Hewlett-Packard Co. said Tuesday that it had taken an $8.8 billion accounting charge, after discovering "serious accounting improprieties" and "outright misrepresentations" at Autonomy, a British software maker that it bought for $10 billion last year.

It is a major setback for HP, which has been struggling to turn around its operations and remake its business.

The charge essentially wiped out its profit. In the latest quarter, HP reported a net loss of $6.9 billion, compared with a $200 million profit in the period a year earlier. The company said the improprieties and misrepresentations took place just before the acquisition, and accounted for the majority of the charges in the quarter, more than $5 billion.
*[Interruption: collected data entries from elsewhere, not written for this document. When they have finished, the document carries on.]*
//! HTTP implementation of the catalog gateway.

use crate::api::error::{ApiError, Result};
use crate::api::gateway::CatalogGateway;
use crate::api::types::{
    AddSongRequest, CreatePlaylistRequest, ErrorReply, LoginReply, LoginRequest,
    RenamePlaylistRequest,
};
use crate::domain::{Playlist, PlaylistSong, RatingDraft, Session, Song};
use async_trait::async_trait;
use reqwest::{Client, Response, StatusCode};
use std::time::Duration;
use tracing::{debug, info, warn};

/// Maximum time spent establishing a connection.
const CONNECT_TIMEOUT: Duration = Duration::from_secs(5);

/// HTTP client for the catalog backend.
///
/// Holds one pooled `reqwest` client with explicit connect and request
/// timeouts, so no call can hang indefinitely. All endpoint methods live in
/// the [`CatalogGateway`] impl.
///
/// # Example
///
/// ```no_run
/// use std::time::Duration;
/// use tunedex::api::{CatalogClient, CatalogGateway};
///
/// # async fn run() -> tunedex::api::Result<()> {
/// let client = CatalogClient::new("http://localhost:5001", Duration::from_secs(10))?;
/// let songs = client.search_songs("harvest").await?;
/// println!("{} matches", songs.len());
/// # Ok(())
/// # }
/// ```
pub struct CatalogClient {
    http: Client,
    base_url: String,
}

impl CatalogClient {
    /// Creates a client for the given server URL.
    ///
    /// The URL is validated and normalized (trailing slash removed). The
    /// request timeout applies to every call made through this client.
    ///
    /// # Errors
    ///
    /// Returns [`ApiError::InvalidUrl`] if the URL is empty or does not use
    /// an http/https scheme, and [`ApiError::Transport`] if the underlying
    /// HTTP client cannot be constructed.
    pub fn new(base_url: &str, request_timeout: Duration) -> Result<Self> {
        if base_url.is_empty() {
            return Err(ApiError::InvalidUrl("URL cannot be empty".into()));
        }

        let base_url = base_url.trim_end_matches('/').to_string();
        if !base_url.starts_with("http://") && !base_url.starts_with("https://") {
            return Err(ApiError::InvalidUrl(
                "URL must start with http:// or https://".into(),
            ));
        }

        let http = Client::builder()
            .timeout(request_timeout)
            .connect_timeout(CONNECT_TIMEOUT)
            .user_agent(format!("tunedex/{}", env!("CARGO_PKG_VERSION")))
            .build()
            .map_err(ApiError::Transport)?;

        Ok(Self { http, base_url })
    }

    /// Returns the normalized server URL.
    #[must_use]
    pub fn base_url(&self) -> &str {
        &self.base_url
    }

    /// Classifies a send-level failure.
    ///
    /// Connection and timeout failures become [`ApiError::Unreachable`] so the
    /// UI can show a connectivity message distinct from protocol errors.
    fn map_send_error(error: reqwest::Error) -> ApiError {
        if error.is_connect() || error.is_timeout() {
            ApiError::Unreachable(error.to_string())
        } else {
            ApiError::Transport(error)
        }
    }

    /// Turns a failure response into an [`ApiError`].
    ///
    /// A body of the shape `{"error": "..."}` becomes a [`ApiError::Rejected`]
    /// carrying the backend's reason unchanged; anything else becomes a
    /// [`ApiError::Server`] with the raw status and body text.
    async fn failure(response: Response) -> ApiError {
        let status = response.status().as_u16();
        let body = response.text().await.unwrap_or_default();

        match serde_json::from_str::<ErrorReply>(&body) {
            Ok(ErrorReply {
                error: Some(message),
            }) => ApiError::Rejected(message),
            _ => ApiError::Server {
                status,
                message: body,
            },
        }
    }
}

#[async_trait]
impl CatalogGateway for CatalogClient {
    async fn login(&self, username: &str) -> Result<Session> {
        let url = format!("{}/api/login", self.base_url);
        debug!(url = %url, username = %username, "attempting login");

        let request = LoginRequest {
            username: username.to_string(),
        };

        let response = self
            .http
            .post(&url)
            .json(&request)
            .send()
            .await
            .map_err(Self::map_send_error)?;

        if response.status().is_success() {
            let reply: LoginReply = response
                .json()
                .await
                .map_err(|e| ApiError::Parse(format!("login reply: {e}")))?;

            match reply.user_id {
                Some(user_id) => {
                    let username = reply.username.unwrap_or_else(|| username.to_string());
                    info!(user_id = user_id, username = %username, "login successful");
                    Ok(Session { user_id, username })
                }
                None => {
                    warn!(username = %username, "login reply carried no user id");
                    Err(ApiError::Rejected(
                        reply.error.unwrap_or_else(|| "User not found".to_string()),
                    ))
                }
            }
        } else {
            Err(Self::failure(response).await)
        }
    }

    async fn search_songs(&self, query: &str) -> Result<Vec<Song>> {
        let encoded: String = url::form_urlencoded::byte_serialize(query.as_bytes()).collect();
        let url = format!("{}/api/songs?q={}", self.base_url, encoded);
        debug!(url = %url, query = %query, "searching songs");

        let response = self
            .http
            .get(&url)
            .send()
            .await
            .map_err(Self::map_send_error)?;

        if response.status().is_success() {
            let songs: Vec<Song> = response
                .json()
                .await
                .map_err(|e| ApiError::Parse(format!("song listing: {e}")))?;
            debug!(results = songs.len(), "search complete");
            Ok(songs)
        } else {
            Err(Self::failure(response).await)
        }
    }

    async fn submit_rating(&self, rating: &RatingDraft) -> Result<()> {
        let url = format!("{}/api/ratings", self.base_url);
        debug!(
            url = %url,
            song_id = rating.song_id,
            stars = rating.stars,
            "submitting rating"
        );

        let response = self
            .http
            .post(&url)
            .json(rating)
            .send()
            .await
            .map_err(Self::map_send_error)?;

        if response.status().is_success() {
            Ok(())
        } else {
            Err(Self::failure(response).await)
        }
    }

    async fn list_playlists(&self, user_id: i64) -> Result<Vec<Playlist>> {
        let url = format!("{}/api/playlists?user_id={}", self.base_url, user_id);
        debug!(url = %url, "listing playlists");

        let response = self
            .http
            .get(&url)
            .send()
            .await
            .map_err(Self::map_send_error)?;

        if response.status().is_success() {
            response
                .json()
                .await
                .map_err(|e| ApiError::Parse(format!("playlist listing: {e}")))
        } else {
            Err(Self::failure(response).await)
        }
    }

    async fn create_playlist(
        &self,
        owner_id: i64,
        name: &str,
        is_public: bool,
    ) -> Result<Playlist> {
        let url = format!("{}/api/playlists", self.base_url);
        debug!(url = %url, name = %name, is_public = is_public, "creating playlist");

        let request = CreatePlaylistRequest {
            owner_id,
            name: name.to_string(),
            is_public,
        };

        let response = self
            .http
            .post(&url)
            .json(&request)
            .send()
            .await
            .map_err(Self::map_send_error)?;

        if response.status().is_success() {
            response
                .json()
                .await
                .map_err(|e| ApiError::Parse(format!("created playlist: {e}")))
        } else {
            Err(Self::failure(response).await)
        }
    }

    async fn rename_playlist(&self, playlist_id: i64, new_name: &str) -> Result<()> {
        let url = format!("{}/api/playlists/{}", self.base_url, playlist_id);
        debug!(url = %url, new_name = %new_name, "renaming playlist");

        let request = RenamePlaylistRequest {
            name: new_name.to_string(),
        };

        let response = self
            .http
            .put(&url)
            .json(&request)
            .send()
            .await
            .map_err(Self::map_send_error)?;

        if response.status().is_success() {
            Ok(())
        } else {
            Err(Self::failure(response).await)
        }
    }

    async fn delete_playlist(&self, playlist_id: i64) -> Result<()> {
        let url = format!("{}/api/playlists/{}", self.base_url, playlist_id);
        debug!(url = %url, "deleting playlist");

        let response = self
            .http
            .delete(&url)
            .send()
            .await
            .map_err(Self::map_send_error)?;

        let status = response.status();
        if status.is_success() || status == StatusCode::NOT_FOUND {
            // 404 means the playlist is already gone; delete is idempotent.
            debug!(playlist_id = playlist_id, "playlist deleted");
            Ok(())
        } else {
            Err(Self::failure(response).await)
        }
    }

    async fn list_playlist_songs(&self, playlist_id: i64) -> Result<Vec<PlaylistSong>> {
        let url = format!("{}/api/playlists/{}/songs", self.base_url, playlist_id);
        debug!(url = %url, "listing playlist songs");

        let response = self
            .http
            .get(&url)
            .send()
            .await
            .map_err(Self::map_send_error)?;

        if response.status().is_success() {
            response
                .json()
                .await
                .map_err(|e| ApiError::Parse(format!("playlist songs: {e}")))
        } else {
            Err(Self::failure(response).await)
        }
    }

    async fn add_song_to_playlist(&self, playlist_id: i64, song_id: i64) -> Result<()> {
        let url = format!("{}/api/playlists/{}/songs", self.base_url, playlist_id);
        debug!(url = %url, song_id = song_id, "adding song to playlist");

        let request = AddSongRequest { song_id };

        let response = self
            .http
            .post(&url)
            .json(&request)
            .send()
            .await
            .map_err(Self::map_send_error)?;

        if response.status().is_success() {
            Ok(())
        } else {
            Err(Self::failure(response).await)
        }
    }

    async fn remove_song_from_playlist(&self, playlist_id: i64, song_id: i64) -> Result<()> {
        let url = format!(
            "{}/api/playlists/{}/songs/{}",
            self.base_url, playlist_id, song_id
        );
        debug!(url = %url, "removing song from playlist");

        let response = self
            .http
            .delete(&url)
            .send()
            .await
            .map_err(Self::map_send_error)?;

        let status = response.status();
        if status.is_success() || status == StatusCode::NOT_FOUND {
            // 404 means the membership is already gone; remove is idempotent.
            Ok(())
        } else {
            Err(Self::failure(response).await)
        }
    }
}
HP bought Autonomy in the summer of 2011 in an attempt to bolster its presence in the enterprise software market and catch up with rivals like IBM. The takeover was the brainchild of Leo Apotheker, HP's chief executive at the time, and was criticized within Silicon Valley as a hugely expensive blunder.

Apotheker resigned a month later. The management shake-up came about one year after Mark Hurd was forced to step down as the head of HP after questions were raised about his relationship with a female contract employee.

HP said that Autonomy, in some instances, sold hardware like servers, which has higher associated costs. But the company booked these as software sales. It had the effect of underplaying the company's expenses and inflating the margins.

HP also contends that Autonomy relied on value-added resellers, middlemen who sold software on behalf of the company. Those middlemen reported sales to customers that didn't actually exist, according to HP.

HP also claims that that Autonomy was taking licensing revenue upfront, before receiving the money. That improper assignment of sales inflated the company's gross profit margins upfront, before receiving the money. It had the effect, the company said, of significantly bolstering Autonomy's gross margin.

HP turned over its findings to the U.S. Securities and Exchange Commission and the Serious Fraud Office in Britain within the past week.

The former management team of Autonomy, which includes the company's founder, Mike Lynch, rejected HP claims about the accounting issues.

John Schultz, the general counsel of HP, would not detail the company's future legal strategy but said, "We intend to be aggressive in recovering value for our shareholders."